> **Problem requirements**: From the entries below, return exactly the lines beginning at the one that contains "if !(self.after_cr &&" and ending at the one that contains "SB => self.state", both of them included, and only those lines.

(Saved data entries)
--------------------------------

//! `jmstool ssh`

use tracing::{debug, error, info};

use super::connect_ssh;
use crate::config::SshCommandConfig;
use crate::error::Result;
use crate::ssh::{ShellSession, SshConnection};
use crate::terminal::{
    termination_signal, LocalTerminal, ResizeNotifier, TerminalBridge, TerminalControl,
};

/// Open an interactive shell; returns the exit code to hand to the OS
pub async fn run(config: SshCommandConfig) -> Result<i32> {
    let connection = connect_ssh(&config.connect).await?;

    // The connection is closed on every path once it is up
    let code = run_shell(&connection, &config).await;
    connection.close().await;

    let code = code?;
    if code != 0 {
        error!("Wait err: remote shell exited with status {}", code);
    }
    Ok(code)
}

async fn run_shell(connection: &SshConnection, config: &SshCommandConfig) -> Result<i32> {
    let terminal = LocalTerminal;
    let size = terminal.size_or_default();

    let channel = connection.open_channel().await?;
    let mut shell = ShellSession::start(channel, &config.term_type, size).await?;
    info!(
        "Connected to {}:{}, shell started",
        config.connect.target, config.connect.port
    );

    let resize = ResizeNotifier::spawn()?;
    let input = shell.input();
    let end = TerminalBridge::new(&terminal, resize)
        .run(
            tokio::io::stdin(),
            tokio::io::stdout(),
            input,
            &mut shell,
            termination_signal(),
        )
        .await?;

    debug!("ssh session ended: {:?}, {:?}", end, shell.exit());
    Ok(shell.exit().exit_code())
}
//! Sub-command orchestration
//!
//! Each command validates its arguments, then runs
//! dial → session setup → bridge or transfer → teardown.

pub mod sftp;
pub mod ssh;
pub mod telnet;

use russh::Preferred;
use tracing::debug;

use crate::config::{
    Cli, Command, SftpCommandConfig, SshCommandConfig, SshConnectConfig, TelnetCommandConfig,
};
use crate::error::Result;
use crate::ssh::{resolve_auth_methods, AlgorithmConfig, SshConfig, SshConnection};

/// Run the parsed command line, returning the process exit code
pub async fn run(cli: Cli) -> Result<i32> {
    match cli.command {
        Command::Ssh(args) => ssh::run(SshCommandConfig::from_args(args)?).await,
        Command::Sftp(args) => {
            sftp::run(SftpCommandConfig::from_args(args)?).await?;
            Ok(0)
        }
        Command::Telnet(args) => {
            telnet::run(TelnetCommandConfig::from_args(args)?).await?;
            Ok(0)
        }
    }
}

/// Resolve algorithms and credentials for an SSH or SFTP connection
pub async fn build_ssh_config(config: &SshConnectConfig) -> Result<SshConfig> {
    let preferred = match config.algorithms_file {
        Some(ref path) => AlgorithmConfig::load(path).await?.to_preferred()?,
        None => Preferred::default(),
    };

    let auth_methods = resolve_auth_methods(config).await?;
    debug!(
        "auth methods: {:?}",
        auth_methods.iter().map(|m| m.name()).collect::<Vec<_>>()
    );

    Ok(SshConfig::new(&config.target.host, &config.target.username)
        .with_port(config.port)
        .with_preferred(preferred)
        .with_auth_methods(auth_methods))
}

/// Dial and authenticate
pub(crate) async fn connect_ssh(config: &SshConnectConfig) -> Result<SshConnection> {
    SshConnection::connect(build_ssh_config(config).await?).await
}
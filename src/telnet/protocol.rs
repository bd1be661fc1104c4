//! Telnet wire protocol
//!
//! Incremental IAC parsing, option negotiation state and frame builders.
//! Only the options this client cares about are ever enabled: it offers
//! TERMINAL-TYPE and NAWS, and accepts the server's ECHO and
//! SUPPRESS-GO-AHEAD.

use std::borrow::Cow;
use std::collections::HashSet;

use crate::terminal::WindowSize;

/// Interpret As Command
pub const IAC: u8 = 255;
pub const DONT: u8 = 254;
pub const DO: u8 = 253;
pub const WONT: u8 = 252;
pub const WILL: u8 = 251;
/// Subnegotiation begin
pub const SB: u8 = 250;
/// Subnegotiation end
pub const SE: u8 = 240;

pub const OPT_ECHO: u8 = 1;
pub const OPT_SGA: u8 = 3;
pub const OPT_TTYPE: u8 = 24;
pub const OPT_NAWS: u8 = 31;

const TTYPE_IS: u8 = 0;
const TTYPE_SEND: u8 = 1;

const CR: u8 = b'\r';
const NUL: u8 = 0;

/// Negotiation verb
#[derive(Debug, Clone, Copy, PartialEq, Eq, Hash)]
pub enum Verb {
    Will,
    Wont,
    Do,
    Dont,
}

impl Verb {
    fn from_byte(b: u8) -> Option<Self> {
        match b {
            WILL => Some(Verb::Will),
            WONT => Some(Verb::Wont),
            DO => Some(Verb::Do),
            DONT => Some(Verb::Dont),
            _ => None,
        }
    }

    pub fn as_byte(self) -> u8 {
        match self {
            Verb::Will => WILL,
            Verb::Wont => WONT,
            Verb::Do => DO,
            Verb::Dont => DONT,
        }
    }
}

/// Something decoded from the server's byte stream
#[derive(Debug, Clone, PartialEq, Eq)]
pub enum TelnetEvent {
    /// Application data with protocol bytes removed
    Data(Vec<u8>),
    /// `IAC <verb> <option>`
    Negotiate(Verb, u8),
    /// `IAC SB <option> <payload> IAC SE`
    Subnegotiate(u8, Vec<u8>),
    /// Any other two-byte command (NOP, GA, ...)
    Command(u8),
}

#[derive(Debug, Clone, Copy, PartialEq, Eq)]
enum State {
    Data,
    Iac,
    Verb(Verb),
    SbOption,
    SbData,
    SbIac,
}

/// Incremental decoder; commands may be split across reads
#[derive(Debug)]
pub struct TelnetParser {
    state: State,
    after_cr: bool,
    sb_option: u8,
    sb_data: Vec<u8>,
}

impl Default for TelnetParser {
    fn default() -> Self {
        Self::new()
    }
}

impl TelnetParser {
    pub fn new() -> Self {
        Self {
            state: State::Data,
            after_cr: false,
            sb_option: 0,
            sb_data: Vec::new(),
        }
    }

    /// Decode a chunk, returning events in stream order
    pub fn feed(&mut self, input: &[u8]) -> Vec<TelnetEvent> {
        let mut events = Vec::new();
        let mut data = Vec::new();

        for &b in input {
            match self.state {
                State::Data => {
                    if b == IAC {
                        self.state = State::Iac;
                        continue;
                    }
                    // CR NUL is a bare carriage return
                    if !(self.after_cr && b == NUL) {
                        data.push(b);
                    }
                    self.after_cr = b == CR;
                }
                State::Iac => {
                    self.state = State::Data;
                    match b {
                        IAC => {
                            data.push(IAC);
                            self.after_cr = false;
                        }
                        SB => self.state = State::SbOption,
                        _ => match Verb::from_byte(b) {
                            Some(verb) => self.state = State::Verb(verb),
                            None => {
                                flush_data(&mut data, &mut events);
                                events.push(TelnetEvent::Command(b));
                            }
                        },
                    }
                }
                State::Verb(verb) => {
                    flush_data(&mut data, &mut events);
                    events.push(TelnetEvent::Negotiate(verb, b));
                    self.state = State::Data;
                }
                State::SbOption => {
                    self.sb_option = b;
                    self.sb_data.clear();
                    self.state = State::SbData;
                }
                State::SbData => {
                    if b == IAC {
                        self.state = State::SbIac;
                    } else {
                        self.sb_data.push(b);
                    }
                }
                State::SbIac => match b {
                    SE => {
                        flush_data(&mut data, &mut events);
                        events.push(TelnetEvent::Subnegotiate(
                            self.sb_option,
                            std::mem::take(&mut self.sb_data),
                        ));
                        self.state = State::Data;
                    }
                    IAC => {
                        self.sb_data.push(IAC);
                        self.state = State::SbData;
                    }
                    _ => {
                        // Malformed; keep the byte and stay in the subnegotiation
                        self.sb_data.push(b);
                        self.state = State::SbData;
                    }
                },
            }
        }

        flush_data(&mut data, &mut events);
        events
    }
}

fn flush_data(data: &mut Vec<u8>, events: &mut Vec<TelnetEvent>) {
    if !data.is_empty() {
        events.push(TelnetEvent::Data(std::mem::take(data)));
    }
}

/// Option state for both sides of the connection
#[derive(Debug, Default)]
pub struct Negotiator {
    /// Options this client has agreed to perform
    local: HashSet<u8>,
    /// Options the server performs with our consent
    remote: HashSet<u8>,
    /// Requests already refused, answered only once
    refused: HashSet<(Verb, u8)>,
}

impl Negotiator {
    pub fn new() -> Self {
        Self::default()
    }

    /// Reply for a request from the server, if one is due
    ///
    /// Replies are only sent when the option state changes, so a peer
    /// repeating itself never causes a negotiation loop.
    pub fn handle(&mut self, verb: Verb, option: u8) -> Option<Verb> {
        match verb {
            Verb::Do if matches!(option, OPT_TTYPE | OPT_NAWS) => {
                self.local.insert(option).then_some(Verb::Will)
            }
            Verb::Do => self.refuse(verb, option, Verb::Wont),
            Verb::Dont => self.local.remove(&option).then_some(Verb::Wont),
            Verb::Will if matches!(option, OPT_ECHO | OPT_SGA) => {
                self.remote.insert(option).then_some(Verb::Do)
            }
            Verb::Will => self.refuse(verb, option, Verb::Dont),
            Verb::Wont => self.remote.remove(&option).then_some(Verb::Dont),
        }
    }

    fn refuse(&mut self, verb: Verb, option: u8, reply: Verb) -> Option<Verb> {
        self.refused.insert((verb, option)).then_some(reply)
    }

    /// Whether this client agreed to perform `option`
    pub fn local_enabled(&self, option: u8) -> bool {
        self.local.contains(&option)
    }

    /// Whether the server performs `option`
    pub fn remote_enabled(&self, option: u8) -> bool {
        self.remote.contains(&option)
    }
}

/// `IAC <verb> <option>`
pub fn negotiation(verb: Verb, option: u8) -> [u8; 3] {
    [IAC, verb.as_byte(), option]
}

/// Double every IAC byte in outgoing data
pub fn escape_iac(data: &[u8]) -> Cow<'_, [u8]> {
    if !data.contains(&IAC) {
        return Cow::Borrowed(data);
    }

    let mut escaped = Vec::with_capacity(data.len() + 4);
    for &b in data {
        escaped.push(b);
        if b == IAC {
            escaped.push(IAC);
        }
    }
    Cow::Owned(escaped)
}

/// `IAC SB NAWS <cols16> <rows16> IAC SE`
pub fn naws(size: WindowSize) -> Vec<u8> {
    let mut payload = Vec::with_capacity(4);
    payload.extend_from_slice(&size.cols.to_be_bytes());
    payload.extend_from_slice(&size.rows.to_be_bytes());
    subnegotiation(OPT_NAWS, &payload)
}

/// `IAC SB TERMINAL-TYPE IS <term> IAC SE`
pub fn terminal_type_is(term_type: &str) -> Vec<u8> {
    let mut payload = Vec::with_capacity(term_type.len() + 1);
    payload.push(TTYPE_IS);
    payload.extend_from_slice(term_type.as_bytes());
    subnegotiation(OPT_TTYPE, &payload)
}

/// Whether a TERMINAL-TYPE subnegotiation asks for our terminal type
pub fn is_terminal_type_request(payload: &[u8]) -> bool {
    payload.first() == Some(&TTYPE_SEND)
}

fn subnegotiation(option: u8, payload: &[u8]) -> Vec<u8> {
    let mut frame = Vec::with_capacity(payload.len() + 6);
    frame.extend_from_slice(&[IAC, SB, option]);
    frame.extend_from_slice(&escape_iac(payload));
    frame.extend_from_slice(&[IAC, SE]);
    frame
}
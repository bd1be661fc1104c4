//! Local terminal handling
//!
//! Raw mode with guaranteed restoration, window size queries and resize
//! notifications. The [`bridge`] submodule ties these together with a remote
//! session.

use std::io;

use tokio::sync::mpsc;
use tokio::task::JoinHandle;
use tracing::{debug, warn};

pub mod bridge;

pub use bridge::{BridgeEnd, RemoteInput, RemoteOutput, RemoteTerminal, TerminalBridge, WriterInput};

/// Terminal dimensions in character cells
#[derive(Debug, Clone, Copy, PartialEq, Eq)]
pub struct WindowSize {
    pub cols: u16,
    pub rows: u16,
}

impl WindowSize {
    pub fn new(cols: u16, rows: u16) -> Self {
        Self { cols, rows }
    }
}

impl Default for WindowSize {
    fn default() -> Self {
        Self { cols: 80, rows: 24 }
    }
}

/// Operations on the controlling terminal
pub trait TerminalControl: Send + Sync {
    fn enable_raw_mode(&self) -> io::Result<()>;

    fn disable_raw_mode(&self) -> io::Result<()>;

    fn size(&self) -> io::Result<WindowSize>;

    /// Current size, or 80x24 when it cannot be determined
    fn size_or_default(&self) -> WindowSize {
        self.size().unwrap_or_else(|e| {
            debug!("terminal size unavailable ({}), using 80x24", e);
            WindowSize::default()
        })
    }
}

/// The process's terminal, driven through crossterm
#[derive(Debug, Clone, Copy, Default)]
pub struct LocalTerminal;

impl TerminalControl for LocalTerminal {
    fn enable_raw_mode(&self) -> io::Result<()> {
        crossterm::terminal::enable_raw_mode()
    }

    fn disable_raw_mode(&self) -> io::Result<()> {
        crossterm::terminal::disable_raw_mode()
    }

    fn size(&self) -> io::Result<WindowSize> {
        let (cols, rows) = crossterm::terminal::size()?;
        Ok(WindowSize { cols, rows })
    }
}

/// RAII guard for raw mode
///
/// Leaves raw mode when dropped, so every return path (including `?` and
/// unwinding) restores the terminal.
pub struct RawModeGuard<'a, T: TerminalControl + ?Sized> {
    terminal: &'a T,
}

impl<'a, T: TerminalControl + ?Sized> RawModeGuard<'a, T> {
    /// Enter raw mode
    pub fn enter(terminal: &'a T) -> io::Result<Self> {
        terminal.enable_raw_mode()?;
        Ok(Self { terminal })
    }
}

impl<T: TerminalControl + ?Sized> Drop for RawModeGuard<'_, T> {
    fn drop(&mut self) {
        if let Err(e) = self.terminal.disable_raw_mode() {
            warn!("Failed to restore terminal mode: {}", e);
        }
    }
}

/// Stream of terminal resize notifications
///
/// Each notification only says "the size changed"; the new size is queried
/// from the terminal when it is handled. The background watcher is stopped
/// when this is dropped.
pub struct ResizeNotifier {
    rx: mpsc::Receiver<()>,
    watcher: Option<JoinHandle<()>>,
}

impl ResizeNotifier {
    /// Watch SIGWINCH
    #[cfg(unix)]
    pub fn spawn() -> io::Result<Self> {
        use tokio::signal::unix::{signal, SignalKind};

        let mut sigwinch = signal(SignalKind::window_change())?;
        let (tx, rx) = mpsc::channel(1);

        let watcher = tokio::spawn(async move {
            while sigwinch.recv().await.is_some() {
                // Coalesce: one pending notification is enough
                match tx.try_send(()) {
                    Ok(()) | Err(mpsc::error::TrySendError::Full(())) => {}
                    Err(mpsc::error::TrySendError::Closed(())) => break,
                }
            }
        });

        Ok(Self {
            rx,
            watcher: Some(watcher),
        })
    }

    /// No resize notifications on this platform
    #[cfg(not(unix))]
    pub fn spawn() -> io::Result<Self> {
        let (_tx, rx) = mpsc::channel(1);
        Ok(Self { rx, watcher: None })
    }

    /// Notifier fed by hand
    pub fn channel() -> (mpsc::Sender<()>, Self) {
        let (tx, rx) = mpsc::channel(1);
        (tx, Self { rx, watcher: None })
    }

    /// Wait for the next notification; `None` once the source is gone
    pub async fn recv(&mut self) -> Option<()> {
        self.rx.recv().await
    }
}

impl Drop for ResizeNotifier {
    fn drop(&mut self) {
        if let Some(watcher) = self.watcher.take() {
            watcher.abort();
        }
    }
}

/// Resolves when the process is asked to terminate (SIGTERM or SIGHUP)
///
/// In raw mode Ctrl+C is a byte for the remote side, not a signal, so it is
/// not watched here.
pub async fn termination_signal() {
    #[cfg(unix)]
    {
        use tokio::signal::unix::{signal, SignalKind};

        match (
            signal(SignalKind::terminate()),
            signal(SignalKind::hangup()),
        ) {
            (Ok(mut sigterm), Ok(mut sighup)) => {
                tokio::select! {
                    _ = sigterm.recv() => debug!("Received SIGTERM"),
                    _ = sighup.recv() => debug!("Received SIGHUP"),
                }
            }
            (Err(e), _) | (_, Err(e)) => {
                warn!("Failed to register termination handlers: {}", e);
                std::future::pending::<()>().await;
            }
        }
    }
    #[cfg(not(unix))]
    {
        let _ = tokio::signal::ctrl_c().await;
    }
}


#[cfg(test)]
mod tests {
    use super::testing::MockTerminal;
    use super::*;
    use std::sync::atomic::Ordering;

    #[test]
    fn test_raw_mode_guard_restores_on_drop() {
        let terminal = MockTerminal::default();
        {
            let _guard = RawModeGuard::enter(&terminal).unwrap();
            assert!(terminal.is_raw());
        }
        assert!(!terminal.is_raw());
        assert_eq!(terminal.enabled.load(Ordering::SeqCst), 1);
        assert_eq!(terminal.disabled.load(Ordering::SeqCst), 1);
    }

    #[test]
    fn test_raw_mode_guard_enter_failure() {
        let terminal = MockTerminal {
            fail_enable: true,
            ..Default::default()
        };
        assert!(RawModeGuard::enter(&terminal).is_err());
        // Nothing to restore when raw mode was never entered
        assert_eq!(terminal.disabled.load(Ordering::SeqCst), 0);
    }

    #[test]
    fn test_size_or_default() {
        let terminal = MockTerminal::default();
        assert_eq!(terminal.size_or_default(), WindowSize::new(80, 24));

        terminal.set_size(Some(WindowSize::new(132, 50)));
        assert_eq!(terminal.size_or_default(), WindowSize::new(132, 50));
    }

    #[tokio::test]
    async fn test_resize_notifier_channel() {
        let (tx, mut notifier) = ResizeNotifier::channel();
        tx.send(()).await.unwrap();
        assert_eq!(notifier.recv().await, Some(()));

        drop(tx);
        assert_eq!(notifier.recv().await, None);
    }
}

--------------------------------

> **Solution to the exercise**:
                    if !(self.after_cr && b == NUL) {
                        data.push(b);
                    }
                    self.after_cr = b == CR;
                }
                State::Iac => {
                    self.state = State::Data;
                    match b {
                        IAC => {
                            data.push(IAC);
                            self.after_cr = false;
                        }
                        SB => self.state = State::SbOption,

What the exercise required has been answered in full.